Since then, the traffic department (now conveniently situated out of town and staffed by people who don’t actually have to drive in Yeovil), have been convinced that they are just one simple fix away from solving the problem: a new set of traffic lights, a one way system, a mini-roundabout – this, ladies and gentlemen, is a CF: so much so, that it is now, I am reliably informed, highlighted at at least one American University as the classic example of CF in town planning.
The latest futile attempt consists of three months of blocking both western approaches to our clinic (and pretty much the whole of Yeovil) in order to put some traffic lights on a roundabout. As a daily commuter down Hendford Hill, I agree the system does’t work – particularly during school time when the queues are three times as long. Anyone who drives in Yeovil could tell you that … which is why the Taunton-based County Council decided to start the work on the LAST day of the Summer Holidays!
Having driven past yesterday evening, it was nice to see that, after four days, they’d managed to break up some tarmac. Nobody was working of course; the idea of overtime during the daylit evenings or weekend working to speed through the paralysis of the town not having occurred to anyone who doesn’t actually have to come to Yeovil: it is, after all, only the A30.
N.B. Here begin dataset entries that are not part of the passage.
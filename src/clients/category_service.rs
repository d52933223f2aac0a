//! # Category Service
use crate::model::{Category, CategoryCreate};
use resource_framework::{ClientError, RequestOptions, ResourceClient, ServiceClient};
use tracing::instrument;

#[derive(Clone)]
pub struct CategoryService {
    inner: ResourceClient<Category>,
}

impl CategoryService {
    pub fn new(inner: ResourceClient<Category>) -> Self {
        Self { inner }
    }
}

impl ServiceClient<Category> for CategoryService {
    fn inner(&self) -> &ResourceClient<Category> {
        &self.inner
    }
}

impl CategoryService {
    /// All categories. The endpoint is not paginated.
    #[instrument(skip(self))]
    pub async fn list(&self) -> Result<Vec<Category>, ClientError> {
        self.inner.find(RequestOptions::new()).await
    }

    #[instrument(skip(self))]
    pub async fn get(&self, pid: &str) -> Result<Category, ClientError> {
        self.inner.get(pid).await
    }

    #[instrument(skip(self))]
    pub async fn create(&self, dto: &CategoryCreate) -> Result<Category, ClientError> {
        self.inner.create(dto, RequestOptions::new()).await
    }
}

#[cfg(test)]
mod tests {
    use super::*;
    use resource_framework::mock::MockTransport;
    use resource_framework::{ApiError, HttpMethod, ResourceConfig, SharedCredential};
    use serde_json::json;
    use std::sync::Arc;

    #[tokio::test]
    async fn test_list_decodes_plain_array() {
        let transport = MockTransport::new();
        transport.expect(HttpMethod::Get, "/categories").return_ok(json!([
            { "id": 1, "pid": "c1", "name": "Platformer", "slug": "platformer" },
            { "id": 2, "pid": "c2", "name": "Puzzle", "slug": "puzzle" }
        ]));
        let service = CategoryService::new(ResourceClient::new(
            ResourceConfig::for_entity::<Category>(),
            Arc::new(transport.clone()),
            Arc::new(SharedCredential::new()),
        ));

        let categories = service.list().await.unwrap();

        assert_eq!(categories.len(), 2);
        assert_eq!(categories[1].slug, "puzzle");
    }

    #[tokio::test]
    async fn test_errors_are_not_labeled() {
        let transport = MockTransport::new();
        transport
            .expect(HttpMethod::Get, "/categories/c9")
            .return_err(ApiError::status(404, "Not Found", None));
        let service = CategoryService::new(ResourceClient::new(
            ResourceConfig::for_entity::<Category>(),
            Arc::new(transport.clone()),
            Arc::new(SharedCredential::new()),
        ));

        let err = service.get("c9").await.unwrap_err();

        assert!(matches!(err, ClientError::Api(_)));
        assert_eq!(err.to_string(), "Request failed with status 404 Not Found");
    }
}
//! Process-wide diagnostic log.
//!
//! The [`LogSink`] is an append-only, ordered history of everything the
//! launcher and the application logged. Output destinations are attached as
//! [`LogListener`]s and are invoked synchronously inside [`LogSink::append`].
//! The full history is rendered by [`LogSink::all_messages`] when a crash
//! report is built.
//!
//! All `tracing` events are routed into the sink by [`LogSinkLayer`], so
//! modules log with the ordinary `info!`/`warn!` macros.

use chrono::{DateTime, Local};
use parking_lot::{Mutex, ReentrantMutex};
use std::cell::RefCell;
use std::fmt;
use std::fs::File;
use std::io::{self, BufWriter, Write};
use std::path::{Path, PathBuf};
use std::sync::atomic::{AtomicU64, Ordering};
use std::sync::Arc;
use thiserror::Error;
use tracing::field::{Field, Visit};
use tracing::{Event, Subscriber};
use tracing_subscriber::layer::Context;
use tracing_subscriber::Layer;

/// Name under which the default console listener is registered.
pub const CONSOLE_LISTENER: &str = "console";

/// Name under which the `--log` file listener is registered.
pub const FILE_LISTENER: &str = "file";

/// Errors reported by the log sink.
#[derive(Debug, Error)]
pub enum LogError {
    /// The calling thread is already inside the sink (e.g. a listener logged).
    #[error("Log sink re-entered from the same thread")]
    Reentrant,
}

/// Severity of a log entry.
#[derive(Debug, Clone, Copy, PartialEq, Eq, PartialOrd, Ord, Hash)]
pub enum LogLevel {
    /// Debug information
    Debug,
    /// Informational message
    Info,
    /// Recoverable problem
    Warning,
    /// Error
    Error,
    /// Unrecoverable failure that terminates the process
    Crash,
}

impl LogLevel {
    /// Returns the fixed-width display name.
    #[must_use]
    pub const fn name(self) -> &'static str {
        match self {
            Self::Debug => "DEBUG",
            Self::Info => "INFO ",
            Self::Warning => "WARN ",
            Self::Error => "ERROR",
            Self::Crash => "CRASH",
        }
    }
}

impl From<tracing::Level> for LogLevel {
    fn from(level: tracing::Level) -> Self {
        match level {
            tracing::Level::ERROR => Self::Error,
            tracing::Level::WARN => Self::Warning,
            tracing::Level::INFO => Self::Info,
            tracing::Level::DEBUG | tracing::Level::TRACE => Self::Debug,
        }
    }
}

/// Returns a printable identity for the current thread.
///
/// Named threads use their name, unnamed ones the `ThreadId` debug form.
#[must_use]
pub fn current_thread_label() -> String {
    thread_label(&std::thread::current())
}
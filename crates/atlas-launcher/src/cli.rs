//! Command line parsing and mode selection.
//!
//! The argument vector resolves to exactly one [`Mode`]. Malformed input is
//! reported on the error stream with usage on standard output and yields
//! [`CliError::InvalidArguments`]; it never produces a crash report.

use atlas_common::Metadata;
use clap::{CommandFactory, Parser};
use std::ffi::OsString;
use std::io::{self, Write};
use std::path::{Path, PathBuf};
use std::sync::Arc;
use thiserror::Error;
use tracing::{info, warn};

use crate::log_sink::{FileListener, LogSink, FILE_LISTENER};

/// Errors raised while routing the command line.
#[derive(Debug, Error)]
pub enum CliError {
    /// The arguments could not be parsed.
    #[error("Invalid arguments: {0}")]
    InvalidArguments(#[from] clap::Error),

    /// Help or version text could not be written.
    #[error("Failed to write to console: {0}")]
    Output(#[from] io::Error),
}

#[derive(Parser, Debug)]
#[command(
    name = "atlas",
    about = "Seed map viewer and world analysis tool",
    disable_help_flag = true,
    disable_version_flag = true
)]
struct Args {
    /// Also write the diagnostic log to FILE
    #[arg(short, long, value_name = "FILE")]
    log: Option<PathBuf>,

    /// Root directory of the game installation
    #[arg(long, value_name = "DIR")]
    game_dir: Option<PathBuf>,

    /// File recording previously viewed seeds
    #[arg(long, value_name = "FILE")]
    history: Option<PathBuf>,

    /// Print usage and exit
    #[arg(short, long)]
    help: bool,

    /// Print the version and exit
    #[arg(short = 'v', long)]
    version: bool,
}

/// Parsed command line. Immutable once built.
#[derive(Debug, Clone, Default, PartialEq, Eq)]
pub struct CommandLineParameters {
    log_file: Option<PathBuf>,
    game_dir: Option<PathBuf>,
    history_file: Option<PathBuf>,
    help: bool,
    version: bool,
}

impl CommandLineParameters {
    /// Log file requested with `--log`.
    #[must_use]
    pub fn log_file(&self) -> Option<&Path> {
        self.log_file.as_deref()
    }

    /// Game installation directory requested with `--game-dir`.
    #[must_use]
    pub fn game_dir(&self) -> Option<&Path> {
        self.game_dir.as_deref()
    }

    /// Seed history file requested with `--history`.
    #[must_use]
    pub fn history_file(&self) -> Option<&Path> {
        self.history_file.as_deref()
    }

    /// Whether `--help` was given.
    #[must_use]
    pub fn help(&self) -> bool {
        self.help
    }

    /// Whether `--version` was given.
    #[must_use]
    pub fn version(&self) -> bool {
        self.version
    }
}

impl From<Args> for CommandLineParameters {
    fn from(args: Args) -> Self {
        Self {
            log_file: args.log,
            game_dir: args.game_dir,
            history_file: args.history,
            help: args.help,
            version: args.version,
        }
    }
}

/// Execution mode selected from the command line.
#[derive(Debug, Clone, PartialEq, Eq)]
pub enum Mode {
    /// Usage was printed.
    ShowHelp,
    /// The version was printed.
    ShowVersion,
    /// Start the application.
    Run(CommandLineParameters),
}

/// Parses the command line and resolves the execution mode.
pub struct CommandLineRouter {
    metadata: Arc<Metadata>,
    log: Arc<LogSink>,
}

impl CommandLineRouter {
    /// Creates a router printing version text from `metadata`.
    #[must_use]
    pub fn new(metadata: Arc<Metadata>, log: Arc<LogSink>) -> Self {
        Self { metadata, log }
    }

    /// Full usage text.
    #[must_use]
    pub fn usage(&self) -> String {
        format!("{}\n\n{}", self.metadata.version_text(), Args::command().render_help())
    }

    /// Parses `args` (program name first) and resolves the mode.
    ///
    /// Help and version text go to `out`. On malformed input the parse error
    /// goes to `err`, usage goes to `out`, and the error is returned.
    pub fn route<I, T>(
        &self,
        args: I,
        out: &mut impl Write,
        err: &mut impl Write,
    ) -> Result<Mode, CliError>
    where
        I: IntoIterator<Item = T>,
        T: Into<OsString> + Clone,
    {
        let args = match Args::try_parse_from(args) {
            Ok(args) => args,
            Err(e) => {
                // Console failures must not hide the argument error.
                let _ = write!(err, "{e}");
                let _ = writeln!(out, "{}", self.usage());
                return Err(CliError::InvalidArguments(e));
            },
        };
        let parameters = CommandLineParameters::from(args);

        if let Some(path) = parameters.log_file() {
            self.attach_log_file(path);
        }

        if parameters.help() {
            writeln!(out, "{}", self.usage())?;
            Ok(Mode::ShowHelp)
        } else if parameters.version() {
            writeln!(out, "{}", self.metadata.version_text())?;
            Ok(Mode::ShowVersion)
        } else {
            Ok(Mode::Run(parameters))
        }
    }

    fn attach_log_file(&self, path: &Path) {
        let listener = match FileListener::create(path) {
            Ok(listener) => listener,
            Err(e) => {
                warn!("Unable to open log file {}: {e}", path.display());
                return;
            },
        };
        match self.log.add_listener(FILE_LISTENER, Arc::new(listener)) {
            Ok(()) => info!("Logging to {}", path.display()),
            Err(e) => warn!("Unable to attach log file {}: {e}", path.display()),
        }
    }
}

#[cfg(test)]
mod tests {
    use super::*;
    use crate::log_sink::LogLevel;
    use tempfile::TempDir;

    fn router() -> (CommandLineRouter, Arc<LogSink>) {
        let metadata = Arc::new(Metadata::load().expect("metadata"));
        let log = Arc::new(LogSink::new());
        (CommandLineRouter::new(metadata, log.clone()), log)
    }

    fn route(args: &[&str]) -> (Result<Mode, CliError>, String, String, Arc<LogSink>) {
        let (router, log) = router();
        let mut out = Vec::new();
        let mut err = Vec::new();
        let argv = std::iter::once("atlas").chain(args.iter().copied());
        let result = router.route(argv, &mut out, &mut err);
        (
            result,
            String::from_utf8(out).expect("utf8 stdout"),
            String::from_utf8(err).expect("utf8 stderr"),
            log,
        )
    }

    #[test]
    fn test_no_arguments_runs() {
        let (result, out, err, _) = route(&[]);
        assert_eq!(result.expect("valid"), Mode::Run(CommandLineParameters::default()));
        assert!(out.is_empty());
        assert!(err.is_empty());
    }

    #[test]
    fn test_version_printed_once() {
        let (result, out, err, _) = route(&["--version"]);
        assert_eq!(result.expect("valid"), Mode::ShowVersion);

        let metadata = Metadata::load().expect("metadata");
        assert_eq!(out, format!("{}\n", metadata.version_text()));
        assert_eq!(out.matches(&metadata.version_text()).count(), 1);
        assert!(err.is_empty());
    }

    #[test]
    fn test_help_lists_options() {
        let (result, out, _, _) = route(&["-h"]);
        assert_eq!(result.expect("valid"), Mode::ShowHelp);
        assert!(out.contains("--log"));
        assert!(out.contains("--game-dir"));
        assert!(out.contains("--history"));
    }

    #[test]
    fn test_help_wins_over_version() {
        let (result, _, _, _) = route(&["--version", "--help"]);
        assert_eq!(result.expect("valid"), Mode::ShowHelp);
    }

    #[test]
    fn test_unknown_flag_is_invalid() {
        let (result, out, err, _) = route(&["--bogus"]);
        assert!(matches!(result, Err(CliError::InvalidArguments(_))));
        assert!(err.contains("--bogus"));
        assert!(out.contains("Usage"));
    }

    #[test]
    fn test_missing_option_value_is_invalid() {
        let (result, _, err, _) = route(&["--log"]);
        assert!(matches!(result, Err(CliError::InvalidArguments(_))));
        assert!(!err.is_empty());
    }

    #[test]
    fn test_run_parameters() {
        let (result, _, _, _) = route(&["--game-dir", "/games/mc", "--history", "seeds.txt"]);
        let Mode::Run(parameters) = result.expect("valid") else {
            panic!("expected run mode");
        };
        assert_eq!(parameters.game_dir(), Some(Path::new("/games/mc")));
        assert_eq!(parameters.history_file(), Some(Path::new("seeds.txt")));
        assert_eq!(parameters.log_file(), None);
    }

    #[test]
    fn test_log_file_attached_before_mode_logic() {
        let dir = TempDir::new().expect("create temp dir");
        let path = dir.path().join("atlas.log");
        let path_arg = path.to_string_lossy().into_owned();

        let (result, _, _, log) = route(&["--log", &path_arg, "--version"]);
        assert_eq!(result.expect("valid"), Mode::ShowVersion);
        assert_eq!(
            log.listener_names().expect("names"),
            vec![FILE_LISTENER.to_string()]
        );

        log.log(LogLevel::Info, "after setup").expect("append");
        let contents = std::fs::read_to_string(&path).expect("read log file");
        assert!(contents.contains("after setup"));
    }

    #[test]
    fn test_unwritable_log_file_is_not_fatal() {
        let dir = TempDir::new().expect("create temp dir");
        // A directory cannot be opened as a log file.
        let path_arg = dir.path().to_string_lossy().into_owned();

        let (result, _, _, log) = route(&["--log", &path_arg]);
        assert!(matches!(result.expect("valid"), Mode::Run(_)));
        assert!(log.listener_names().expect("names").is_empty());
    }
}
I presume the tarmac-breaking is to do with the ‘improvements for cyclists and pedestrians’, which seems a bit unfair, as I’m regularly overtaken by both as I crawl down The Hill of a morning, suggesting that they don’t really need further speeding up. For those of you who are beggared into disbelief that putting up some traffic lights could involve closing the major way into Yeovil for quarter of the year, you will need to recall that this is from the people who, four years ago, spent over £3 million and ground the A30 to gridlock for five months in order to move the bottleneck at Reckleford 70 yards further down the road.